"In combination with a certain image, colour is essential.
I can lie wide-awake for hours, thinking of a shade of pink".
At the start of her artistic career in 1968, Ineke Calis primarily applied herself to oil painting and water colours. In 1971, however, the artist became fascinated with the silks-screen printing technique. In the years that followed she refined her skills in this art form and in the course of that process works of art in a very personal and distinctive style emerged.
In silk-screen Calis' is able to achieve her full artistic potential, witness her last work which is of a high standard. Graphic perfection was of paramount importance to her: all her work is hand-made in her own workshop and printed in very limited editions. Photography lies at the basis of her silk-screens. In the darkroom she enlarged her chosen objects and removed all unwanted elements from the negative, in order to reduce the original figurative imprint into an abstract design, upon which all further experiments were based. Colour is an essential element of the compositions. To intensify the simplicity and strength of the picture, the artist consciously made use of a limited amount of colour, producing by that a dramatic effect.
Because of the great power it emenates, the port of Rotterdam was the artist's main source of inspiration. There she found an abundance of forms in primarily unflexible materials such as iron and steel. Calis endeavoured to reflect the cosmopolitan vigour of the dockside in her silk-screens. In her own words: "I never depict people, my first choise is always for technical objects, things which are made by people. The most important thing is to convey their vigour. If the public ara able to pick that up from my silk-screens, I have been succesful".
Owing to her representation, the artist encourages the observer to take a closer look at everyday things of life which are set in another dimension by her representation. She manages to evoke an estranging atmosphere and her art has steadily become more profound over the years.

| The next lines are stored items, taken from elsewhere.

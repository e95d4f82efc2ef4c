//! Lookup tables mapping page field identifiers onto persisted columns.
//!
//! These stay plain data so the mapping can be audited (and tested) without
//! reading the extractors.

use serde::Serialize;
use strum_macros::{Display, EnumIter, EnumString};

use crate::box_score::records::Side;

/// A persisted `player_game_record` statistic column.
#[derive(
    Debug, Eq, PartialEq, Ord, PartialOrd, Copy, Clone, Hash, Display, EnumIter, EnumString, Serialize,
)]
#[strum(serialize_all = "snake_case")]
#[serde(rename_all = "snake_case")]
pub enum PlayerStat {
    AtBats,
    RunsScored,
    Hits,
    RunsBattedIn,
    BasesOnBalls,
    IntentionalBasesOnBalls,
    HitByPitch,
    HittingStrikeOuts,
    GroundedIntoDoublePlay,
    PlateAppearances,
    Doubles,
    Triples,
    HomeRuns,
    StrikesSeen,
    PitchesSeen,
    InningsPitchedWhole,
    InningsPitchedPart,
    HitsAllowed,
    RunsAllowed,
    EarnedRunsAllowed,
    HomeRunsAllowed,
    BasesOnBallsAllowed,
    PitchingStrikeOuts,
    BattersFaced,
    PitchesThrown,
    StrikesTotal,
    StrikesContact,
    StrikesSwinging,
    StrikesLooking,
    GroundBalls,
    FlyBalls,
    LineDrives,
    InheritedRunners,
    PutOuts,
    Assists,
    DoublePlays,
    Errors,
}

/// A `team_game_record` column that annotation blocks can feed.
#[derive(Debug, Eq, PartialEq, Ord, PartialOrd, Copy, Clone, Hash, Display, EnumIter, Serialize)]
#[strum(serialize_all = "snake_case")]
#[serde(rename_all = "snake_case")]
pub enum TeamStat {
    LeftOnBase,
}

/// Header identifier of the player cell in batting and pitching tables.
pub const PLAYER_COLUMN: &str = "player";
/// Header identifier of a decorative spacer column.
pub const BLANK_COLUMN: &str = "blank";
/// Name-cell text of the summary row at the bottom of every stat table.
pub const TEAM_TOTALS: &str = "Team Totals";

pub const AT_BATS_COLUMN: &str = "ab";
pub const INNINGS_PITCHED_COLUMN: &str = "ip";

pub const HITTING_COLUMNS: [(&str, PlayerStat); 10] = [
    ("a", PlayerStat::Assists),
    ("bb", PlayerStat::BasesOnBalls),
    ("h", PlayerStat::Hits),
    ("pa", PlayerStat::PlateAppearances),
    ("so", PlayerStat::HittingStrikeOuts),
    ("rbi", PlayerStat::RunsBattedIn),
    ("r", PlayerStat::RunsScored),
    ("po", PlayerStat::PutOuts),
    ("strikes_total", PlayerStat::StrikesSeen),
    ("pitches", PlayerStat::PitchesSeen),
];

// `ip` is decoded into the whole/part pair before this table is consulted.
pub const PITCHING_COLUMNS: [(&str, PlayerStat); 16] = [
    ("h", PlayerStat::HitsAllowed),
    ("r", PlayerStat::RunsAllowed),
    ("er", PlayerStat::EarnedRunsAllowed),
    ("bb", PlayerStat::BasesOnBallsAllowed),
    ("so", PlayerStat::PitchingStrikeOuts),
    ("hr", PlayerStat::HomeRunsAllowed),
    ("batters_faced", PlayerStat::BattersFaced),
    ("pitches", PlayerStat::PitchesThrown),
    ("strikes_total", PlayerStat::StrikesTotal),
    ("strikes_contact", PlayerStat::StrikesContact),
    ("strikes_swinging", PlayerStat::StrikesSwinging),
    ("strikes_looking", PlayerStat::StrikesLooking),
    ("inplay_gb_total", PlayerStat::GroundBalls),
    ("inplay_fb_total", PlayerStat::FlyBalls),
    ("inplay_ld", PlayerStat::LineDrives),
    ("inherited_runners", PlayerStat::InheritedRunners),
];

/// Derived or redundant table columns that are never persisted.
pub const SKIPPED_COLUMNS: [&str; 17] = [
    "batting_avg",
    "onbase_perc",
    "slugging_perc",
    "onbase_plus_slugging",
    "wpa_bat_neg",
    "details",
    "wpa_bat_pos",
    "wpa_bat",
    "re24_bat",
    "leverage_index_avg",
    "earned_run_avg",
    "inplay_unk",
    "game_score",
    "inherited_score",
    "wpa_def",
    "re24_def",
    BLANK_COLUMN,
];

/// Batting-order and player columns of the starting lineups table, per side.
pub const LINEUP_COLUMNS: [(Side, &str, &str); 2] = [
    (Side::Away, "bat_order_visitor", "player_visitor"),
    (Side::Home, "bat_order_home", "player_home"),
];

pub const ANNOTATION_PLAYER_COLUMNS: [(&str, PlayerStat); 8] = [
    ("2b", PlayerStat::Doubles),
    ("3b", PlayerStat::Triples),
    ("hr", PlayerStat::HomeRuns),
    ("ibb", PlayerStat::IntentionalBasesOnBalls),
    ("hbp", PlayerStat::HitByPitch),
    ("gidp", PlayerStat::GroundedIntoDoublePlay),
    ("dp", PlayerStat::DoublePlays),
    ("errors", PlayerStat::Errors),
];

pub const ANNOTATION_TEAM_COLUMNS: [(&str, TeamStat); 1] = [("teamlob", TeamStat::LeftOnBase)];

pub const SKIPPED_ANNOTATIONS: [&str; 2] = ["tb", "teamrisp"];

/// Keys given, in order, to annotation text that carries no identifier.
pub const POSITIONAL_BLOCK_ORDER: [PositionalBlock; 5] = [
    PositionalBlock::Umpires,
    PositionalBlock::GameTime,
    PositionalBlock::Attendance,
    PositionalBlock::FieldCondition,
    PositionalBlock::Weather,
];

#[derive(Debug, Eq, PartialEq, Copy, Clone, Display)]
#[strum(serialize_all = "snake_case")]
pub enum PositionalBlock {
    Umpires,
    GameTime,
    Attendance,
    FieldCondition,
    Weather,
}

/// Positional fields of a team summary cell. Only some of them are kept.
#[derive(Debug, Eq, PartialEq, Copy, Clone, Display)]
#[strum(serialize_all = "snake_case")]
pub enum SummaryField {
    TeamShortName,
    Score,
    Record,
    Links,
    Standings,
    Manager,
}

pub const TEAM_SUMMARY_ORDER: [SummaryField; 6] = [
    SummaryField::TeamShortName,
    SummaryField::Score,
    SummaryField::Record,
    SummaryField::Links,
    SummaryField::Standings,
    SummaryField::Manager,
];

#[derive(Debug, Eq, PartialEq, Copy, Clone, Display, Serialize)]
#[strum(serialize_all = "snake_case")]
#[serde(rename_all = "snake_case")]
pub enum PitcherOfRecord {
    Winning,
    Losing,
    Saving,
}

pub const PITCHER_ORDER: [PitcherOfRecord; 3] = [
    PitcherOfRecord::Winning,
    PitcherOfRecord::Losing,
    PitcherOfRecord::Saving,
];

pub const MONTHS: [(&str, u32); 12] = [
    ("January", 1),
    ("February", 2),
    ("March", 3),
    ("April", 4),
    ("May", 5),
    ("June", 6),
    ("July", 7),
    ("August", 8),
    ("September", 9),
    ("October", 10),
    ("November", 11),
    ("December", 12),
];

fn lookup<T: Copy>(table: &[(&str, T)], key: &str) -> Option<T> {
    table.iter().find(|(k, _)| *k == key).map(|(_, v)| *v)
}

pub fn hitting_column(key: &str) -> Option<PlayerStat> {
    lookup(&HITTING_COLUMNS, key)
}

pub fn pitching_column(key: &str) -> Option<PlayerStat> {
    lookup(&PITCHING_COLUMNS, key)
}

pub fn annotation_player_column(key: &str) -> Option<PlayerStat> {
    lookup(&ANNOTATION_PLAYER_COLUMNS, key)
}

pub fn annotation_team_column(key: &str) -> Option<TeamStat> {
    lookup(&ANNOTATION_TEAM_COLUMNS, key)
}

pub fn month_number(name: &str) -> Option<u32> {
    lookup(&MONTHS, name)
}

pub fn is_skipped_column(key: &str) -> bool {
    SKIPPED_COLUMNS.contains(&key)
}

pub fn is_skipped_annotation(key: &str) -> bool {
    SKIPPED_ANNOTATIONS.contains(&key)
}
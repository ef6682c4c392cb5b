//! Downstream motor-queue and stepper interfaces.
//!
//! The planner never touches hardware. It emits timed line, dwell and
//! control directives into a bounded motor queue that an interrupt-driven
//! stepper subsystem consumes, and pokes the steppers only through
//! [`StepperControl`].

use crate::MotorSteps;

/// Program-control directive carried through the motor queue so it executes
/// in order with the motion around it.
#[derive(Debug, Copy, Clone, PartialEq, Eq)]
pub enum StopDirective {
    /// Restart the motors.
    Start,
    /// Stop the motors once the queue reaches this point.
    Stop,
    /// Stop the motors and end the program.
    End,
}

/// The bounded pulse-generation sink.
///
/// Runners must check [`MotorQueue::has_room`] before queueing and suspend
/// (return EAGAIN upward) when it reports false; implementations are never
/// expected to block.
pub trait MotorQueue {
    /// True when at least one more command can be accepted.
    fn has_room(&self) -> bool;
    /// Queue a straight pulse train: `steps` per motor over `microseconds`.
    fn queue_line(&mut self, steps: MotorSteps, microseconds: u32);
    /// Queue a timed pause with no pulses.
    fn queue_dwell(&mut self, microseconds: u32);
    /// Queue a stop/start/end directive.
    fn queue_stops(&mut self, directive: StopDirective);
}

/// Immediate stepper-subsystem controls. Safe to call from ISR context in
/// the embedded build; here they gate the simulated consumer.
pub trait StepperControl {
    fn start(&mut self);
    fn stop(&mut self);
    fn is_busy(&self) -> bool;
}
//! Simulated motor queue and stepper subsystem.
//!
//! Implements the planner's downstream seams over a bounded in-memory
//! queue: commands are accepted while there is room (so the EAGAIN /
//! backpressure path behaves exactly as it does against the real pulse
//! buffer) and consumed by explicit [`FakeMotorQueue::drain`] calls playing
//! the role of the stepper interrupt.

use heapless::Deque;
use motion::{MotorQueue, MotorSteps, StepperControl, StopDirective};
use serde::{Deserialize, Serialize};
use tracing::debug;

/// One command as it crosses the motor-queue boundary.
#[derive(Serialize, Deserialize, Debug, Copy, Clone, PartialEq)]
pub enum MotorCommand {
    Line { steps: MotorSteps, microseconds: u32 },
    Dwell { microseconds: u32 },
    Stop,
    Start,
    End,
}

/// A recorded command with its acceptance order.
#[derive(Serialize, Deserialize, Debug, Clone)]
pub struct TraceEntry {
    pub seq: usize,
    pub command: MotorCommand,
}

/// Bounded fake of the motor queue, `CAP` commands deep, doubling as the
/// stepper control surface.
#[derive(Debug)]
pub struct FakeMotorQueue<const CAP: usize> {
    queue: Deque<MotorCommand, CAP>,
    executed: Vec<MotorCommand>,
    trace: Vec<TraceEntry>,
    running: bool,
    seq: usize,
}

impl<const CAP: usize> Default for FakeMotorQueue<CAP> {
    fn default() -> Self {
        Self::new()
    }
}

impl<const CAP: usize> FakeMotorQueue<CAP> {
    pub fn new() -> Self {
        Self {
            queue: Deque::new(),
            executed: Vec::new(),
            trace: Vec::new(),
            running: true,
            seq: 0,
        }
    }

    fn accept(&mut self, command: MotorCommand) {
        debug!(seq = self.seq, ?command, "motor queue accepted command");
        self.trace.push(TraceEntry { seq: self.seq, command });
        self.seq += 1;
        // callers must check has_room first; a full queue here is a
        // planner-side contract violation worth failing loudly on
        self.queue
            .push_back(command)
            .expect("motor queue overrun: has_room not checked");
    }

    /// Consume up to `count` commands, as the stepper interrupt would.
    pub fn drain(&mut self, count: usize) {
        for _ in 0..count {
            match self.queue.pop_front() {
                Some(command) => {
                    if command == MotorCommand::End {
                        self.running = false;
                    }
                    self.executed.push(command);
                }
                None => break,
            }
        }
    }

    pub fn drain_all(&mut self) {
        self.drain(CAP);
    }

    pub fn in_flight(&self) -> usize {
        self.queue.len()
    }

    /// Commands consumed so far, in execution order.
    pub fn executed(&self) -> &[MotorCommand] {
        &self.executed
    }

    /// Every accepted command, in acceptance order.
    pub fn trace(&self) -> &[TraceEntry] {
        &self.trace
    }

    /// Total millimeters of travel per motor across all accepted lines.
    pub fn travel_per_motor(&self, steps_per_mm: &[f64; motion::MOTORS]) -> [f64; motion::MOTORS] {
        let mut travel = [0.0; motion::MOTORS];
        for entry in &self.trace {
            if let MotorCommand::Line { steps, .. } = entry.command {
                for i in 0..motion::MOTORS {
                    travel[i] += steps[i] / steps_per_mm[i];
                }
            }
        }
        travel
    }
}

impl<const CAP: usize> MotorQueue for FakeMotorQueue<CAP> {
    fn has_room(&self) -> bool {
        !self.queue.is_full()
    }

    fn queue_line(&mut self, steps: MotorSteps, microseconds: u32) {
        self.accept(MotorCommand::Line { steps, microseconds });
    }

    fn queue_dwell(&mut self, microseconds: u32) {
        self.accept(MotorCommand::Dwell { microseconds });
    }

    fn queue_stops(&mut self, directive: StopDirective) {
        self.accept(match directive {
            StopDirective::Start => MotorCommand::Start,
            StopDirective::Stop => MotorCommand::Stop,
            StopDirective::End => MotorCommand::End,
        });
    }
}

impl<const CAP: usize> StepperControl for FakeMotorQueue<CAP> {
    fn start(&mut self) {
        self.running = true;
    }

    fn stop(&mut self) {
        self.running = false;
    }

    fn is_busy(&self) -> bool {
        self.running && !self.queue.is_empty()
    }
}

#[cfg(test)]
mod tests {
    use super::*;

    #[test]
    fn backpressure_tracks_capacity() {
        let mut queue: FakeMotorQueue<2> = FakeMotorQueue::new();
        assert!(queue.has_room());
        queue.queue_dwell(1000);
        queue.queue_dwell(2000);
        assert!(!queue.has_room());

        queue.drain(1);
        assert!(queue.has_room());
        assert_eq!(queue.executed(), &[MotorCommand::Dwell { microseconds: 1000 }]);
    }

    #[test]
    fn end_directive_stops_the_steppers() {
        let mut queue: FakeMotorQueue<4> = FakeMotorQueue::new();
        queue.queue_stops(StopDirective::End);
        assert!(queue.is_busy());
        queue.drain_all();
        assert!(!queue.is_busy());
    }
}
//! Job-file reader.
//!
//! A job file is one command per line, `;` starting a comment:
//!
//! ```text
//! ; machine a 20 mm square pocket
//! feed X20 F600
//! feed Y20
//! rapid X0 Y0
//! dwell P0.5
//! end
//! ```
//!
//! `feed` moves use the planner's accelerated line, `rapid` the simple
//! line at the configured traverse rate. Axis words are modal: unnamed
//! axes keep their last target, and `F` persists across `feed` lines.
//! This is a thin exercise driver, not a G-code interpreter.

use anyhow::{bail, Context, Result};
use motion::{math::vector_length, AxisVector, AXES};

/// One resolved program step, targets in absolute millimeters.
#[derive(Debug, Clone, PartialEq)]
pub enum JobStep {
    Rapid { target: AxisVector, minutes: f64 },
    Feed { target: AxisVector, minutes: f64 },
    Dwell { seconds: f64 },
    SetPosition { position: AxisVector },
    Stop,
    Start,
    End,
}

/// Parse a job file, resolving modal axis words against a virtual position
/// starting at the origin.
pub fn parse_program(text: &str, traverse_rate: f64) -> Result<Vec<JobStep>> {
    let mut steps = Vec::new();
    let mut position: AxisVector = [0.0; AXES];
    let mut feed_rate = traverse_rate;

    for (line_no, raw) in text.lines().enumerate() {
        let line = raw.split(';').next().unwrap_or("").trim();
        if line.is_empty() {
            continue;
        }
        let mut parts = line.split_whitespace();
        let word = parts.next().unwrap_or("").to_lowercase();
        let params = parse_params(parts, line_no)?;

        match word.as_str() {
            "rapid" | "feed" => {
                let target = apply_axes(position, &params);
                if word == "feed" {
                    if let Some(f) = param(&params, 'F') {
                        feed_rate = f;
                    }
                }
                let rate = if word == "feed" { feed_rate } else { traverse_rate };
                if rate <= 0.0 {
                    bail!("line {}: no feed rate in effect", line_no + 1);
                }
                let minutes = vector_length(&target, &position) / rate;
                if word == "feed" {
                    steps.push(JobStep::Feed { target, minutes });
                } else {
                    steps.push(JobStep::Rapid { target, minutes });
                }
                position = target;
            }
            "dwell" => {
                let seconds = param(&params, 'P')
                    .with_context(|| format!("line {}: dwell needs P<seconds>", line_no + 1))?;
                steps.push(JobStep::Dwell { seconds });
            }
            "set" => {
                position = apply_axes(position, &params);
                steps.push(JobStep::SetPosition { position });
            }
            "stop" => steps.push(JobStep::Stop),
            "start" => steps.push(JobStep::Start),
            "end" => steps.push(JobStep::End),
            other => bail!("line {}: unknown command: {other}", line_no + 1),
        }
    }
    Ok(steps)
}

fn parse_params<'a>(
    parts: impl Iterator<Item = &'a str>,
    line_no: usize,
) -> Result<Vec<(char, f64)>> {
    let mut params = Vec::new();
    for part in parts {
        let mut chars = part.chars();
        let key = chars
            .next()
            .with_context(|| format!("line {}: empty parameter", line_no + 1))?
            .to_ascii_uppercase();
        let value: f64 = chars
            .as_str()
            .parse()
            .with_context(|| format!("line {}: bad parameter: {part}", line_no + 1))?;
        params.push((key, value));
    }
    Ok(params)
}

fn param(params: &[(char, f64)], key: char) -> Option<f64> {
    params.iter().find(|(k, _)| *k == key).map(|(_, v)| *v)
}

fn apply_axes(mut position: AxisVector, params: &[(char, f64)]) -> AxisVector {
    for (key, value) in params {
        match key {
            'X' => position[motion::X] = *value,
            'Y' => position[motion::Y] = *value,
            'Z' => position[motion::Z] = *value,
            'A' => position[motion::A] = *value,
            'B' => position[motion::B] = *value,
            'C' => position[motion::C] = *value,
            _ => {}
        }
    }
    position
}
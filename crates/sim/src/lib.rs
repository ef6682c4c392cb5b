//! # In-Process Simulation Harness
//!
//! A deterministic simulation environment for exercising the motion planner
//! without hardware. [`FakeMotorQueue`] stands in for the bounded motor
//! buffer and the stepper subsystem, recording every command it accepts so
//! tests and CI can validate the emitted pulse trains. [`SimMachine`] wires
//! a planner, a kinematic model and the fake queue together and drives the
//! dispatcher the way the controller loop would.

pub mod fake_motor_queue;
pub mod harness;

pub use fake_motor_queue::{FakeMotorQueue, MotorCommand, TraceEntry};
pub use harness::{RunStats, SimMachine};
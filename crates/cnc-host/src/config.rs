//! Machine Configuration Loader
//!
//! Parses the INI-style `machine.cfg` into strongly-typed structs: planner
//! limits from the `[planner]` section and motor scaling from `[motors]`.

use anyhow::{Context, Result};
use configparser::ini::Ini;
use motion::{PathMode, PlannerConfig, MOTORS};
use std::path::Path;

/// The entire parsed machine configuration.
#[derive(Debug, Clone)]
pub struct MachineConfig {
    pub planner: PlannerConfig,
    /// Steps per millimeter for each motor channel.
    pub steps_per_mm: [f64; MOTORS],
    /// Feed rate used for rapid (non-cut) moves, mm/min.
    pub traverse_rate: f64,
}

impl MachineConfig {
    /// Loads and parses the configuration file from the given path.
    pub fn load(path: &Path) -> Result<Self> {
        let mut config = Ini::new();
        config
            .load(path)
            .map_err(anyhow::Error::msg)
            .with_context(|| format!("failed to load configuration file: {path:?}"))?;

        let planner = PlannerConfig {
            linear_jerk_max: Self::float(&config, "planner", "linear_jerk_max")?,
            min_segment_len: Self::float(&config, "planner", "min_segment_len")?,
            min_segment_time_us: Self::float(&config, "planner", "min_segment_time_us")?,
            min_line_length: Self::float(&config, "planner", "min_line_length")?,
            path_mode: Self::path_mode(&config)?,
            ..PlannerConfig::default()
        };

        let mut steps_per_mm = [0.0; MOTORS];
        for (i, slot) in steps_per_mm.iter_mut().enumerate() {
            *slot = Self::float(&config, "motors", &format!("steps_per_mm_{}", i + 1))?;
        }

        Ok(Self {
            planner,
            steps_per_mm,
            traverse_rate: Self::float(&config, "planner", "traverse_rate")?,
        })
    }

    fn float(config: &Ini, section: &str, key: &str) -> Result<f64> {
        config
            .getfloat(section, key)
            .map_err(anyhow::Error::msg)?
            .with_context(|| format!("[{section}] {key} not found"))
    }

    fn path_mode(config: &Ini) -> Result<PathMode> {
        match config.get("planner", "path_mode").as_deref() {
            None | Some("continuous") => Ok(PathMode::Continuous),
            Some("exact_path") => Ok(PathMode::ExactPath),
            Some("exact_stop") => Ok(PathMode::ExactStop),
            Some(other) => anyhow::bail!("[planner] unknown path_mode: {other}"),
        }
    }
}
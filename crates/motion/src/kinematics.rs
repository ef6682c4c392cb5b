//! Kinematics traits and implementations.

use crate::{AxisVector, MotorSteps, MOTORS};

/// A kinematic model translating cartesian travel into motor steps.
///
/// This is the inverse-kinematics seam between the planner and the motor
/// queue: a pure function from a relative travel vector (mm) to relative
/// step counts per motor channel. The move duration is passed through for
/// models that shape steps over time.
pub trait Kinematics {
    fn travel_to_steps(&self, travel: &AxisVector, microseconds: u32) -> MotorSteps;
}

/// Standard cartesian kinematics: the first [`MOTORS`] axes map one-to-one
/// onto the motor channels.
#[derive(Debug, Clone)]
pub struct CartesianKinematics {
    pub steps_per_mm: [f64; MOTORS],
}

impl Default for CartesianKinematics {
    fn default() -> Self {
        Self { steps_per_mm: [80.0; MOTORS] }
    }
}

impl Kinematics for CartesianKinematics {
    fn travel_to_steps(&self, travel: &AxisVector, _microseconds: u32) -> MotorSteps {
        let mut steps = [0.0; MOTORS];
        for i in 0..MOTORS {
            steps[i] = travel[i] * self.steps_per_mm[i];
        }
        steps
    }
}
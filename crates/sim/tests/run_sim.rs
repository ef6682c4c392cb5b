//! End-to-end simulation runs: programs planned, dispatched and drained
//! against the fake motor queue.

use motion::{AxisVector, PlannerConfig, AXES};
use sim::{MotorCommand, SimMachine};

fn axis(x: f64, y: f64, z: f64) -> AxisVector {
    let mut v = [0.0; AXES];
    v[0] = x;
    v[1] = y;
    v[2] = z;
    v
}

#[test]
fn square_program_executes_in_order_and_drains() {
    let mut machine: SimMachine = SimMachine::new(PlannerConfig::default());
    let corners = [
        axis(20.0, 0.0, 0.0),
        axis(20.0, 20.0, 0.0),
        axis(0.0, 20.0, 0.0),
        axis(0.0, 0.0, 0.0),
    ];
    for corner in &corners {
        machine.make_room_for_aline().unwrap();
        machine.planner.aline(corner, 0.1).unwrap();
    }
    machine.planner.dwell(0.25).unwrap();
    machine.planner.queued_end().unwrap();

    let stats = machine.run_until_idle().unwrap();
    assert!(stats.completed >= 14, "completed {} moves", stats.completed);
    assert!(machine.planner.pool().is_drained());

    // the program ends with the dwell then the end directive, in order
    let executed = machine.motors.executed();
    let len = executed.len();
    assert_eq!(executed[len - 1], MotorCommand::End);
    assert_eq!(executed[len - 2], MotorCommand::Dwell { microseconds: 250_000 });
    assert!(machine.emitted_lines() > 50);

    // net travel around the square is zero on every motor
    let travel = machine.motors.travel_per_motor(&machine.kinematics.steps_per_mm);
    for (motor, mm) in travel.iter().enumerate() {
        assert!(mm.abs() < 0.2, "motor {motor} drifted {mm} mm");
    }
}

#[test]
fn tiny_motor_queue_forces_interleaving() {
    let mut machine: SimMachine<2> = SimMachine::new(PlannerConfig::default());
    machine.planner.aline(&axis(10.0, 0.0, 0.0), 0.1).unwrap();

    let stats = machine.run_until_idle().unwrap();
    assert!(
        stats.suspensions > stats.completed,
        "expected heavy backpressure, got {stats:?}"
    );
    assert!(machine.planner.pool().is_drained());
    assert!(machine.motors.in_flight() == 0);
}

#[test]
fn trace_round_trips_through_json() {
    let mut machine: SimMachine = SimMachine::new(PlannerConfig::default());
    machine.planner.line(&axis(5.0, 0.0, 0.0), 0.01).unwrap();
    machine.planner.dwell(0.1).unwrap();
    machine.run_until_idle().unwrap();

    let path = std::env::temp_dir().join("motion_sim_trace.json");
    machine.dump_trace(&path).unwrap();

    let text = std::fs::read_to_string(&path).unwrap();
    let value: serde_json::Value = serde_json::from_str(&text).unwrap();
    assert_eq!(value["entries"].as_array().unwrap().len(), 2);
    assert!(value["config"]["linear_jerk_max"].as_f64().unwrap() > 0.0);
    let _ = std::fs::remove_file(&path);
}

#[test]
fn stop_and_start_bracket_motion() {
    let mut machine: SimMachine = SimMachine::new(PlannerConfig::default());
    machine.planner.queued_stop().unwrap();
    machine.planner.line(&axis(1.0, 0.0, 0.0), 0.01).unwrap();
    machine.planner.queued_start().unwrap();

    machine.run_until_idle().unwrap();
    let executed = machine.motors.executed();
    assert_eq!(executed[0], MotorCommand::Stop);
    assert!(matches!(executed[1], MotorCommand::Line { .. }));
    assert_eq!(executed[2], MotorCommand::Start);
}
//! Error and status types for the planner.

use thiserror::Error;

/// Errors surfaced by the move producers.
#[derive(Debug, Error, Copy, Clone, PartialEq, Eq)]
pub enum PlannerError {
    /// The requested move is below the minimum plannable length or time.
    /// Planner state is unchanged; the caller may simply skip the move.
    #[error("move is below the minimum plannable length or time")]
    ZeroLengthMove,
    /// No write buffer was available. Producers must not be called without
    /// first checking capacity, so this indicates a contract violation in
    /// the caller.
    #[error("move buffer ring is full; capacity must be checked before queueing")]
    BufferFull,
}

/// Result of one [`crate::Planner::dispatch`] invocation.
#[derive(Debug, Copy, Clone, PartialEq, Eq)]
pub enum DispatchOutcome {
    /// The current run buffer completed and was recycled.
    Completed,
    /// The runner could not make progress (typically the motor queue is
    /// full). Re-enter the dispatcher later.
    Again,
    /// Nothing is queued; the dispatcher did no work.
    Idle,
    /// The runner hit an inconsistent state. The buffer was discarded and
    /// a trap recorded; motion continues with the next buffer.
    Fault,
}

/// Continuation status returned by the individual move runners.
#[derive(Debug, Copy, Clone, PartialEq, Eq)]
pub(crate) enum RunStatus {
    Done,
    Again,
    Fault,
}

Her travels in Japan have given Calis new impulses. The methods of traditional Japanese art, which are exercises in patience in searching for harmony, have influenced her work. Japanese art has taught her to scrutinize her objects, to balance het compositions with great deliberation and to dipict her objects with as little adornment as possible. Calis was entirely self-taught in printing and all other techniques she uses. She has had exibitions at home and abroad, including Japan.
She died on 14th of January 2014 in Rotterdam. The Ineke Calis Foundation owns 800 pieces of her graphic work, four of every graphic work she made.